Having miraculously escaped Nazi raids, the tapestry was hidden in a basement of the Louvre in Paris before being found, restored and finally displayed in the Bayeux Museum.
Bayeux was one of the first towns to be liberated from the Nazis, following the Normandy landings of the Allied forces: for this reason, it was not damaged by bombing and has remained miraculously intact.
The centre is very small, but enchanting: it offers its visitors delightful views of the mills that still overlook the Aure river, colourful half-timbered houses and old Renaissance buildings dotting the medieval alleys, creating a harmonious mix of styles.
Art and history lovers won’t miss the opportunity to visit the MAHB: located in the former bishop’s palace, this museum introduces visitors to the discovery of European artistic development, from prehistory to the 20th century, with a vast collection of 45,000 works: they are organised in different chronological stages including Antiquity, the Middle Ages and the 18th century, in a total of 14 stages.

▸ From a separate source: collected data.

//! # Signature Verification Module
//!
//! Authenticates inbound webhooks before anything is persisted. Each source
//! has its own shared-secret scheme:
//!
//! | source   | header                 | scheme                      | prefix    |
//! |----------|------------------------|-----------------------------|-----------|
//! | internal | `Authorization`        | shared token equality       | none      |
//! | github   | `X-Hub-Signature-256`  | HMAC-SHA256 over raw body   | `sha256=` |
//! | zammad   | `X-Hub-Signature`      | HMAC-SHA1 over raw body     | `sha1=`   |
//!
//! All comparisons are constant-time: HMAC digests go through
//! [`Mac::verify_slice`], the internal token through [`subtle`]'s `ct_eq`.
//! Verification is a pure check with no side effects; on failure the caller
//! must reject the request without persisting anything.

use hmac::{Hmac, Mac};
use sha1::Sha1;
use sha2::Sha256;
use std::collections::HashMap;
use subtle::ConstantTimeEq;

type HmacSha256 = Hmac<Sha256>;
type HmacSha1 = Hmac<Sha1>;

/// Header carrying the internal shared token.
pub const INTERNAL_TOKEN_HEADER: &str = "authorization";
/// Header carrying the GitHub HMAC-SHA256 signature.
pub const GITHUB_SIGNATURE_HEADER: &str = "x-hub-signature-256";
/// Header carrying the Zammad HMAC-SHA1 signature.
pub const ZAMMAD_SIGNATURE_HEADER: &str = "x-hub-signature";

// ============================================================================
// Errors
// ============================================================================

/// Authentication failure for an inbound webhook.
#[derive(Debug, Clone, PartialEq, Eq, thiserror::Error)]
pub enum SignatureError {
    #[error("{header} is missing")]
    MissingHeader { header: String },

    #[error("Signatures don't match")]
    Mismatch,

    #[error("Token doesn't match")]
    TokenMismatch,
}

// ============================================================================
// Shared secrets
// ============================================================================

/// The per-source shared secrets, loaded from configuration at startup.
#[derive(Clone, Default)]
pub struct WebhookSecrets {
    pub internal_token: String,
    pub github_secret: String,
    pub zammad_secret: String,
}

impl std::fmt::Debug for WebhookSecrets {
    fn fmt(&self, f: &mut std::fmt::Formatter<'_>) -> std::fmt::Result {
        f.debug_struct("WebhookSecrets")
            .field("internal_token", &"<REDACTED>")
            .field("github_secret", &"<REDACTED>")
            .field("zammad_secret", &"<REDACTED>")
            .finish()
    }
}

// ============================================================================
// Verification functions
// ============================================================================

/// Verify the internal shared-token `Authorization` header.
///
/// The comparison is constant-time even though the token is not a digest.
///
/// # Errors
///
/// [`SignatureError::MissingHeader`] when the header is absent,
/// [`SignatureError::TokenMismatch`] when the token differs.
pub fn verify_internal_token(
    headers: &HashMap<String, String>,
    expected_token: &str,
) -> Result<(), SignatureError> {
    let token = headers
        .get(INTERNAL_TOKEN_HEADER)
        .ok_or_else(|| SignatureError::MissingHeader {
            header: "Authorization".to_string(),
        })?;

    if expected_token.as_bytes().ct_eq(token.as_bytes()).into() {
        Ok(())
    } else {
        Err(SignatureError::TokenMismatch)
    }
}

/// Verify that the payload was sent by GitHub.
///
/// Expects `X-Hub-Signature-256: sha256=<hex of HMAC-SHA256(body)>`.
/// Returns the supplied signature string for audit storage.
pub fn verify_github_signature(
    headers: &HashMap<String, String>,
    body: &[u8],
    secret: &str,
) -> Result<String, SignatureError> {
    let signature = headers
        .get(GITHUB_SIGNATURE_HEADER)
        .ok_or_else(|| SignatureError::MissingHeader {
            header: "X-Hub-Signature-256".to_string(),
        })?;

    let digest = decode_prefixed_hex(signature, "sha256=")?;

    let mut mac = HmacSha256::new_from_slice(secret.as_bytes())
        .map_err(|_| SignatureError::Mismatch)?;
    mac.update(body);
    mac.verify_slice(&digest)
        .map_err(|_| SignatureError::Mismatch)?;

    Ok(signature.clone())
}

/// Verify that the payload was sent by our Zammad instance.
///
/// Expects `X-Hub-Signature: sha1=<hex of HMAC-SHA1(body)>`. Returns the
/// supplied signature string for audit storage.
pub fn verify_zammad_signature(
    headers: &HashMap<String, String>,
    body: &[u8],
    secret: &str,
) -> Result<String, SignatureError> {
    let signature = headers
        .get(ZAMMAD_SIGNATURE_HEADER)
        .ok_or_else(|| SignatureError::MissingHeader {
            header: "X-Hub-Signature".to_string(),
        })?;

    let digest = decode_prefixed_hex(signature, "sha1=")?;

    let mut mac =
        HmacSha1::new_from_slice(secret.as_bytes()).map_err(|_| SignatureError::Mismatch)?;
    mac.update(body);
    mac.verify_slice(&digest)
        .map_err(|_| SignatureError::Mismatch)?;

    Ok(signature.clone())
}

/// Strip the scheme prefix and hex-decode the digest.
///
/// A missing prefix or non-hex payload can never match a computed digest,
/// so both collapse into [`SignatureError::Mismatch`].
fn decode_prefixed_hex(signature: &str, prefix: &str) -> Result<Vec<u8>, SignatureError> {
    let hex_part = signature
        .strip_prefix(prefix)
        .ok_or(SignatureError::Mismatch)?;
    hex::decode(hex_part).map_err(|_| SignatureError::Mismatch)
}

#[cfg(test)]
#[path = "signature_tests.rs"]
mod tests;
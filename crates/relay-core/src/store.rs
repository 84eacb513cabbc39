//! # Record Store Module
//!
//! The two persisted record types of the pipeline and the trait seams that
//! abstract their storage.
//!
//! A [`Webhook`] row is written once per accepted inbound request and then
//! mutated by the processing pipeline (event classification, enrichment
//! result, completion marker). A [`DiscordMessage`] row is the outbox entry
//! for one rendered notification, mutated exactly once when the drainer
//! marks it sent. Neither record is ever deleted by the pipeline.

use crate::{DiscordChannel, MessageId, WebhookId, WebhookSource};
use async_trait::async_trait;
use chrono::{DateTime, Utc};
use serde::{Deserialize, Serialize};
use std::collections::HashMap;

// ============================================================================
// Records
// ============================================================================

/// One inbound webhook, as persisted before asynchronous processing.
#[derive(Debug, Clone, PartialEq, Serialize, Deserialize)]
pub struct Webhook {
    pub id: WebhookId,
    pub source: WebhookSource,

    /// Classification string set by the prep/enrichment step, for example
    /// `projects_v2_item.edited` or a Zammad action tag. Empty until then.
    pub event: String,

    /// The verified signature header value, stored for audit.
    pub signature: String,

    /// Selected inbound headers (source-specific prefix filter, lowercased
    /// keys).
    pub meta: HashMap<String, String>,

    /// Raw decoded JSON payload. Immutable after creation.
    pub content: serde_json::Value,

    /// Enrichment result. Empty object until enrichment runs; parsers that
    /// need it must fail fast while it is empty.
    pub extra: serde_json::Value,

    pub created_at: DateTime<Utc>,
    pub modified_at: DateTime<Utc>,

    /// Set once the pipeline finished with this record, whether it produced
    /// a message, was suppressed, or was skipped as unsupported. Non-null
    /// means a naive retry of the same task must not reprocess it.
    pub processed_at: Option<DateTime<Utc>>,
}

impl Webhook {
    /// Whether the enrichment step has populated `extra` yet.
    pub fn is_enriched(&self) -> bool {
        match &self.extra {
            serde_json::Value::Object(map) => !map.is_empty(),
            serde_json::Value::Null => false,
            _ => true,
        }
    }
}

/// Input for creating a webhook record.
///
/// `event` starts empty and `extra` starts as an empty object; both are
/// filled in by the processing pipeline, not at the boundary.
#[derive(Debug, Clone)]
pub struct NewWebhook {
    pub source: WebhookSource,
    pub signature: String,
    pub meta: HashMap<String, String>,
    pub content: serde_json::Value,
}

impl NewWebhook {
    pub fn new(source: WebhookSource, content: serde_json::Value) -> Self {
        Self {
            source,
            signature: String::new(),
            meta: HashMap::new(),
            content,
        }
    }

    pub fn with_signature(mut self, signature: impl Into<String>) -> Self {
        self.signature = signature.into();
        self
    }

    pub fn with_meta(mut self, meta: HashMap<String, String>) -> Self {
        self.meta = meta;
        self
    }
}

/// One queued Discord notification (the delivery-queue outbox row).
#[derive(Debug, Clone, PartialEq, Serialize, Deserialize)]
pub struct DiscordMessage {
    pub id: MessageId,

    /// Destination channel id, kept as a string; the sink casts as needed.
    pub channel_id: String,

    /// Channel name at the time the message was queued. Not re-resolved at
    /// send time: a renamed channel keeps the name valid when queued.
    pub channel_name: String,

    /// Fully rendered message text.
    pub content: String,

    pub created_at: DateTime<Utc>,

    /// Null while the message is pending; stamped by the drainer on send.
    pub sent_at: Option<DateTime<Utc>>,
}

impl DiscordMessage {
    pub fn is_pending(&self) -> bool {
        self.sent_at.is_none()
    }
}

// ============================================================================
// Errors
// ============================================================================

/// Errors from the record stores.
#[derive(Debug, thiserror::Error)]
pub enum StoreError {
    #[error("Record not found: {id}")]
    NotFound { id: String },

    #[error("Store backend failure: {message}")]
    Backend { message: String },
}

impl StoreError {
    /// A missing record is a programming or data defect, never retryable;
    /// backend failures may clear up on retry.
    pub fn is_transient(&self) -> bool {
        match self {
            Self::NotFound { .. } => false,
            Self::Backend { .. } => true,
        }
    }
}

// ============================================================================
// Store Traits
// ============================================================================

/// Persistence boundary for webhook records.
///
/// The pipeline only needs create/get/save; retention, cleanup, and
/// querying for operators are deployment concerns outside this trait.
#[async_trait]
pub trait WebhookStore: Send + Sync {
    /// Persist a freshly accepted webhook with `event = ""`, `extra = {}`
    /// and `processed_at = None`.
    async fn create(&self, new: NewWebhook) -> Result<Webhook, StoreError>;

    /// Load a webhook by id.
    ///
    /// # Errors
    ///
    /// [`StoreError::NotFound`] when no record with that id exists.
    async fn get(&self, id: WebhookId) -> Result<Webhook, StoreError>;

    /// Persist mutations to `event`, `extra` and `processed_at`.
    ///
    /// Implementations bump `modified_at`; `content`, `meta`, `signature`
    /// and `created_at` are immutable after creation.
    async fn save(&self, webhook: &Webhook) -> Result<(), StoreError>;
}

/// Persistence boundary for the delivery-queue outbox.
#[async_trait]
pub trait MessageStore: Send + Sync {
    /// Insert a pending message for the given channel. `sent_at` starts
    /// null.
    async fn enqueue(
        &self,
        channel: &DiscordChannel,
        content: String,
    ) -> Result<DiscordMessage, StoreError>;

    /// Snapshot of all pending messages, oldest first.
    ///
    /// Rows inserted while a drain sweep is running are picked up by the
    /// next sweep, not necessarily the current one.
    async fn pending(&self) -> Result<Vec<DiscordMessage>, StoreError>;

    /// Stamp a message as sent. The transition is one-directional.
    async fn mark_sent(&self, id: MessageId, at: DateTime<Utc>) -> Result<(), StoreError>;
}

#[cfg(test)]
#[path = "store_tests.rs"]
mod tests;
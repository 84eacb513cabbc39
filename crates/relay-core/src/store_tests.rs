//! Tests for record types and store contracts.

use super::*;
use serde_json::json;

fn sample_webhook() -> Webhook {
    let now = Utc::now();
    Webhook {
        id: WebhookId::new(),
        source: WebhookSource::Internal,
        event: String::new(),
        signature: String::new(),
        meta: HashMap::new(),
        content: json!({"random": "content"}),
        extra: json!({}),
        created_at: now,
        modified_at: now,
        processed_at: None,
    }
}

#[test]
fn test_fresh_webhook_is_not_enriched() {
    let webhook = sample_webhook();
    assert!(!webhook.is_enriched());
}

#[test]
fn test_webhook_with_extra_is_enriched() {
    let mut webhook = sample_webhook();
    webhook.extra = json!({"group": "Helpdesk"});
    assert!(webhook.is_enriched());
}

#[test]
fn test_null_extra_counts_as_not_enriched() {
    let mut webhook = sample_webhook();
    webhook.extra = serde_json::Value::Null;
    assert!(!webhook.is_enriched());
}

#[test]
fn test_new_webhook_builder_sets_fields() {
    let mut meta = HashMap::new();
    meta.insert("x-github-event".to_string(), "projects_v2_item".to_string());

    let new = NewWebhook::new(WebhookSource::Github, json!({"action": "edited"}))
        .with_signature("sha256=abc")
        .with_meta(meta.clone());

    assert_eq!(new.source, WebhookSource::Github);
    assert_eq!(new.signature, "sha256=abc");
    assert_eq!(new.meta, meta);
}

#[test]
fn test_message_pending_state_follows_sent_at() {
    let mut message = DiscordMessage {
        id: MessageId::new(),
        channel_id: "123".to_string(),
        channel_name: "test".to_string(),
        content: "hello".to_string(),
        created_at: Utc::now(),
        sent_at: None,
    };
    assert!(message.is_pending());

    message.sent_at = Some(Utc::now());
    assert!(!message.is_pending());
}

#[test]
fn test_store_error_transience() {
    let not_found = StoreError::NotFound {
        id: "abc".to_string(),
    };
    assert!(!not_found.is_transient());

    let backend = StoreError::Backend {
        message: "connection reset".to_string(),
    };
    assert!(backend.is_transient());
}

#[test]
fn test_webhook_serde_round_trip() {
    let webhook = sample_webhook();
    let encoded = serde_json::to_string(&webhook).unwrap();
    let decoded: Webhook = serde_json::from_str(&encoded).unwrap();
    assert_eq!(webhook, decoded);
}
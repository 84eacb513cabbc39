//! # Webhook Relay HTTP Service
//!
//! HTTP intake for the relay: one endpoint per webhook source, each doing
//! authentication, persistence, and dispatcher hand-off in that order.
//!
//! The handlers are deliberately thin. Verification happens against the
//! raw body before anything is stored, the record is created with empty
//! `event`/`extra` fields, and all real work runs in the dispatcher's
//! worker so the sender gets its response inside its delivery timeout.

pub mod config;

pub use config::{ConfigValidationError, ServiceConfig};

use axum::{
    extract::State,
    http::{HeaderMap, StatusCode},
    response::{IntoResponse, Json, Response},
    routing::post,
    Router,
};
use bytes::Bytes;
use relay_core::signature::{
    verify_github_signature, verify_internal_token, verify_zammad_signature, WebhookSecrets,
};
use relay_core::store::{NewWebhook, StoreError, WebhookStore};
use relay_core::{DispatchError, SignatureError, TaskDispatcher, WebhookId, WebhookSource};
use serde::Serialize;
use std::{collections::HashMap, net::SocketAddr, sync::Arc};
use tower_http::trace::TraceLayer;
use tracing::{error, info, instrument, warn};

// ============================================================================
// Application State
// ============================================================================

/// Shared application state
#[derive(Clone)]
pub struct AppState {
    /// Per-source verification secrets
    pub secrets: Arc<WebhookSecrets>,

    /// Durable webhook records
    pub webhooks: Arc<dyn WebhookStore>,

    /// Hand-off to asynchronous processing
    pub dispatcher: TaskDispatcher,
}

impl AppState {
    pub fn new(
        secrets: WebhookSecrets,
        webhooks: Arc<dyn WebhookStore>,
        dispatcher: TaskDispatcher,
    ) -> Self {
        Self {
            secrets: Arc::new(secrets),
            webhooks,
            dispatcher,
        }
    }
}

// ============================================================================
// Responses and Errors
// ============================================================================

/// Body returned for an accepted webhook.
#[derive(Debug, Serialize)]
pub struct WebhookAccepted {
    pub status: String,
    pub guid: WebhookId,
}

/// Handler-level failures mapped onto HTTP responses.
#[derive(Debug, thiserror::Error)]
pub enum WebhookHandlerError {
    /// Token check failed on the internal endpoint. Rendered as a JSON
    /// body, matching what the internal test tooling expects.
    #[error("Unauthorized: {0}")]
    InternalUnauthorized(SignatureError),

    /// Signature check failed on an external endpoint. Rendered as plain
    /// text; GitHub and Zammad only look at the status code.
    #[error("Forbidden: {0}")]
    SignatureRejected(SignatureError),

    /// The body passed verification but is not valid JSON.
    #[error("Malformed JSON body: {0}")]
    MalformedBody(#[from] serde_json::Error),

    #[error(transparent)]
    Store(#[from] StoreError),

    #[error(transparent)]
    Dispatch(#[from] DispatchError),
}

#[derive(Debug, Serialize)]
struct ErrorBody {
    status: String,
    message: String,
}

impl IntoResponse for WebhookHandlerError {
    fn into_response(self) -> Response {
        match self {
            Self::InternalUnauthorized(e) => (
                StatusCode::FORBIDDEN,
                Json(ErrorBody {
                    status: "bad".to_string(),
                    message: e.to_string(),
                }),
            )
                .into_response(),

            Self::SignatureRejected(e) => {
                (StatusCode::FORBIDDEN, e.to_string()).into_response()
            }

            Self::MalformedBody(e) => {
                error!(error = %e, "Webhook body is not valid JSON");
                (
                    StatusCode::INTERNAL_SERVER_ERROR,
                    "Internal server error".to_string(),
                )
                    .into_response()
            }

            Self::Store(e) => {
                error!(error = %e, "Failed to persist webhook");
                (
                    StatusCode::INTERNAL_SERVER_ERROR,
                    "Internal server error".to_string(),
                )
                    .into_response()
            }

            Self::Dispatch(e) => {
                error!(error = %e, "Failed to schedule webhook processing");
                (
                    StatusCode::INTERNAL_SERVER_ERROR,
                    "Internal server error".to_string(),
                )
                    .into_response()
            }
        }
    }
}

// ============================================================================
// HTTP Server
// ============================================================================

/// Create HTTP router with all endpoints
pub fn create_router(state: AppState) -> Router {
    Router::new()
        .route("/webhook/internal/", post(handle_internal_webhook))
        .route("/webhook/github/", post(handle_github_webhook))
        .route("/webhook/zammad/", post(handle_zammad_webhook))
        .route("/health", axum::routing::get(handle_health_check))
        .layer(TraceLayer::new_for_http())
        .with_state(state)
}

/// Errors from running the HTTP server.
#[derive(Debug, thiserror::Error)]
pub enum ServiceError {
    #[error("Failed to bind to {address}: {message}")]
    BindFailed { address: String, message: String },

    #[error("HTTP server failed: {message}")]
    ServerFailed { message: String },
}

/// Start the HTTP server, running until SIGINT or SIGTERM.
pub async fn start_server(
    host: &str,
    port: u16,
    state: AppState,
) -> Result<(), ServiceError> {
    let app = create_router(state);

    let addr: SocketAddr = format!("{}:{}", host, port)
        .parse()
        .map_err(|e: std::net::AddrParseError| ServiceError::BindFailed {
            address: format!("{}:{}", host, port),
            message: e.to_string(),
        })?;

    let listener = tokio::net::TcpListener::bind(addr)
        .await
        .map_err(|e| ServiceError::BindFailed {
            address: addr.to_string(),
            message: e.to_string(),
        })?;

    info!("Starting HTTP server on {}", addr);

    let shutdown_signal = async {
        let ctrl_c = async {
            tokio::signal::ctrl_c()
                .await
                .expect("Failed to install Ctrl+C signal handler");
        };

        #[cfg(unix)]
        let terminate = async {
            tokio::signal::unix::signal(tokio::signal::unix::SignalKind::terminate())
                .expect("Failed to install SIGTERM signal handler")
                .recv()
                .await;
        };

        #[cfg(not(unix))]
        let terminate = std::future::pending::<()>();

        tokio::select! {
            _ = ctrl_c => info!("Received SIGINT, shutting down"),
            _ = terminate => info!("Received SIGTERM, shutting down"),
        }
    };

    axum::serve(listener, app)
        .with_graceful_shutdown(shutdown_signal)
        .await
        .map_err(|e| ServiceError::ServerFailed {
            message: e.to_string(),
        })?;

    info!("HTTP server shutdown complete");
    Ok(())
}

// ============================================================================
// Webhook Handlers
// ============================================================================

/// Lowercase the header names; signature lookup and meta capture both key
/// on lowercase names.
fn lowercase_headers(headers: &HeaderMap) -> HashMap<String, String> {
    headers
        .iter()
        .map(|(k, v)| {
            (
                k.as_str().to_lowercase(),
                v.to_str().unwrap_or("").to_string(),
            )
        })
        .collect()
}

/// Capture the source's own headers (`x-github-*`, `x-zammad-*`) into the
/// record's meta map. Sources without a meta prefix capture nothing.
fn capture_meta(headers: &HashMap<String, String>, source: WebhookSource) -> HashMap<String, String> {
    let Some(prefix) = source.meta_header_prefix() else {
        return HashMap::new();
    };
    headers
        .iter()
        .filter(|(name, _)| name.starts_with(prefix))
        .map(|(name, value)| (name.clone(), value.clone()))
        .collect()
}

/// Persist a verified webhook and hand it to the dispatcher.
async fn accept_webhook(
    state: &AppState,
    source: WebhookSource,
    signature: String,
    meta: HashMap<String, String>,
    body: &Bytes,
) -> Result<WebhookAccepted, WebhookHandlerError> {
    let content: serde_json::Value = serde_json::from_slice(body)?;

    let webhook = state
        .webhooks
        .create(
            NewWebhook::new(source, content)
                .with_signature(signature)
                .with_meta(meta),
        )
        .await?;

    state.dispatcher.enqueue(webhook.id)?;

    info!(
        webhook_id = %webhook.id,
        source = %source,
        "Webhook accepted and queued for processing"
    );

    Ok(WebhookAccepted {
        status: "created".to_string(),
        guid: webhook.id,
    })
}

/// Internal webhooks authenticate with a shared token instead of a body
/// signature.
#[instrument(skip(state, headers, body))]
async fn handle_internal_webhook(
    State(state): State<AppState>,
    headers: HeaderMap,
    body: Bytes,
) -> Result<Json<WebhookAccepted>, WebhookHandlerError> {
    let header_map = lowercase_headers(&headers);

    verify_internal_token(&header_map, &state.secrets.internal_token).map_err(|e| {
        warn!(error = %e, "Rejected internal webhook");
        WebhookHandlerError::InternalUnauthorized(e)
    })?;

    // The token is a credential, not a body digest; once verified it must
    // not end up in the stored record.
    let meta = capture_meta(&header_map, WebhookSource::Internal);
    let accepted =
        accept_webhook(&state, WebhookSource::Internal, String::new(), meta, &body).await?;

    Ok(Json(accepted))
}

#[instrument(skip(state, headers, body))]
async fn handle_github_webhook(
    State(state): State<AppState>,
    headers: HeaderMap,
    body: Bytes,
) -> Result<Json<WebhookAccepted>, WebhookHandlerError> {
    let header_map = lowercase_headers(&headers);

    let signature = verify_github_signature(&header_map, &body, &state.secrets.github_secret)
        .map_err(|e| {
            warn!(error = %e, "Rejected GitHub webhook");
            WebhookHandlerError::SignatureRejected(e)
        })?;

    let meta = capture_meta(&header_map, WebhookSource::Github);
    let accepted =
        accept_webhook(&state, WebhookSource::Github, signature, meta, &body).await?;

    Ok(Json(accepted))
}

#[instrument(skip(state, headers, body))]
async fn handle_zammad_webhook(
    State(state): State<AppState>,
    headers: HeaderMap,
    body: Bytes,
) -> Result<Json<WebhookAccepted>, WebhookHandlerError> {
    let header_map = lowercase_headers(&headers);

    let signature = verify_zammad_signature(&header_map, &body, &state.secrets.zammad_secret)
        .map_err(|e| {
            warn!(error = %e, "Rejected Zammad webhook");
            WebhookHandlerError::SignatureRejected(e)
        })?;

    let meta = capture_meta(&header_map, WebhookSource::Zammad);
    let accepted =
        accept_webhook(&state, WebhookSource::Zammad, signature, meta, &body).await?;

    Ok(Json(accepted))
}

/// Liveness probe.
async fn handle_health_check() -> Json<serde_json::Value> {
    Json(serde_json::json!({"status": "ok"}))
}

#[cfg(test)]
#[path = "lib_tests.rs"]
mod tests;
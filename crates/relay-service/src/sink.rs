//! Discord REST delivery sink.
//!
//! Implements [`ChatSink`] against the Discord HTTP API with a bot token.
//! Channel resolution is a GET on the channel object; a 404 means the
//! channel is gone or invisible to the bot and maps to `None` so the
//! drainer leaves the row pending instead of erroring.

use async_trait::async_trait;
use relay_core::delivery::{ChatSink, SinkChannel, SinkError};
use serde::Deserialize;
use std::time::Duration;
use tracing::debug;

const DISCORD_API_BASE: &str = "https://discord.com/api/v10";

/// Suppresses link-preview embeds on sent messages, keeping channel
/// notifications compact.
const MESSAGE_FLAG_SUPPRESS_EMBEDS: u32 = 4;

const REQUEST_TIMEOUT: Duration = Duration::from_secs(10);

#[derive(Debug, Deserialize)]
struct ChannelObject {
    id: String,
    name: Option<String>,
}

/// [`ChatSink`] backed by the Discord REST API.
pub struct DiscordRestSink {
    client: reqwest::Client,
    bot_token: String,
    api_base: String,
}

impl DiscordRestSink {
    pub fn new(bot_token: impl Into<String>) -> Result<Self, SinkError> {
        let client = reqwest::Client::builder()
            .timeout(REQUEST_TIMEOUT)
            .build()
            .map_err(|e| SinkError::Request {
                message: format!("Failed to build HTTP client: {}", e),
            })?;

        Ok(Self {
            client,
            bot_token: bot_token.into(),
            api_base: DISCORD_API_BASE.to_string(),
        })
    }

    /// Point the sink at a different API base, for tests.
    pub fn with_api_base(mut self, api_base: impl Into<String>) -> Self {
        self.api_base = api_base.into();
        self
    }

    fn auth_header(&self) -> String {
        format!("Bot {}", self.bot_token)
    }
}

#[async_trait]
impl ChatSink for DiscordRestSink {
    async fn resolve_channel(&self, channel_id: &str) -> Result<Option<SinkChannel>, SinkError> {
        let url = format!("{}/channels/{}", self.api_base, channel_id);

        let response = self
            .client
            .get(&url)
            .header("Authorization", self.auth_header())
            .send()
            .await
            .map_err(|e| SinkError::Request {
                message: e.to_string(),
            })?;

        if response.status() == reqwest::StatusCode::NOT_FOUND {
            return Ok(None);
        }

        let status = response.status();
        if !status.is_success() {
            let body = response.text().await.unwrap_or_default();
            return Err(SinkError::Rejected {
                status: status.as_u16(),
                body,
            });
        }

        let channel: ChannelObject = response.json().await.map_err(|e| SinkError::Request {
            message: format!("Malformed channel object: {}", e),
        })?;

        debug!(channel_id = %channel.id, "Resolved Discord channel");

        Ok(Some(SinkChannel {
            id: channel.id,
            name: channel.name,
        }))
    }

    async fn send(&self, channel: &SinkChannel, content: &str) -> Result<(), SinkError> {
        let url = format!("{}/channels/{}/messages", self.api_base, channel.id);

        let response = self
            .client
            .post(&url)
            .header("Authorization", self.auth_header())
            .json(&serde_json::json!({
                "content": content,
                "flags": MESSAGE_FLAG_SUPPRESS_EMBEDS,
            }))
            .send()
            .await
            .map_err(|e| SinkError::Request {
                message: e.to_string(),
            })?;

        let status = response.status();
        if !status.is_success() {
            let body = response.text().await.unwrap_or_default();
            return Err(SinkError::Rejected {
                status: status.as_u16(),
                body,
            });
        }

        Ok(())
    }
}

#[cfg(test)]
#[path = "sink_tests.rs"]
mod tests;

What makes the museum really special is its narrative choice, which is original and innovative: in fact, the idea was to modernise the collections, presenting them in a playful and appealing light for all ages, such as the room dedicated to the 18th century with its flying armchairs. A different and original way to approach art and history.
Bayeux was the first town to be liberated in 1944: being so close to the landing beaches, it occupied a strategic position during the Battle of Normandy.
Inside the museum, the salient facts of the military operations are described through the display of original objects and equipment. Various military vehicles are parked on the forecourt.
Next to the muzzle are two other memorial sites: the Reporter Memorial and the British Military Cemetery. The first is a place dedicated to the journalists who lost their lives around the world after the war, defending the precious freedom of the press. The second place holds over 4000 graves of Commonwealth soldiers. Admission to these two sites is free.
In the following map you can see the location of the main places of interest mentioned in this article
Once you have rented a car at the airport, you will have to take the A13 motorway to reach Bayeux from Paris. The French capital is 270 kilometres away from the town of Normandy, a journey of about three hours.
The town of Bayeux is located on the Paris Saint Lazare – Cherbourg railway line. High-frequency regional trains reach the town in about two hours.
Bayeux offers several attractions and museums. In addition, its location just 10 km from the sea is strategic: you may decide to use it as a starting point to visit its surroundings and also visit the Normandy landing beaches.
Its historical centre, with its small shops, restaurants and cafés, is perfect for a pleasant and relaxing overnight stay, tasting a plate of oysters accompanied by a glass of local calvados.
What's the weather at Bayeux? Below are the temperatures and the weather forecast at Bayeux for the next few days.
The town of Bayeux is located in the Calvados department in the Normandy region, about 3 hours from Paris.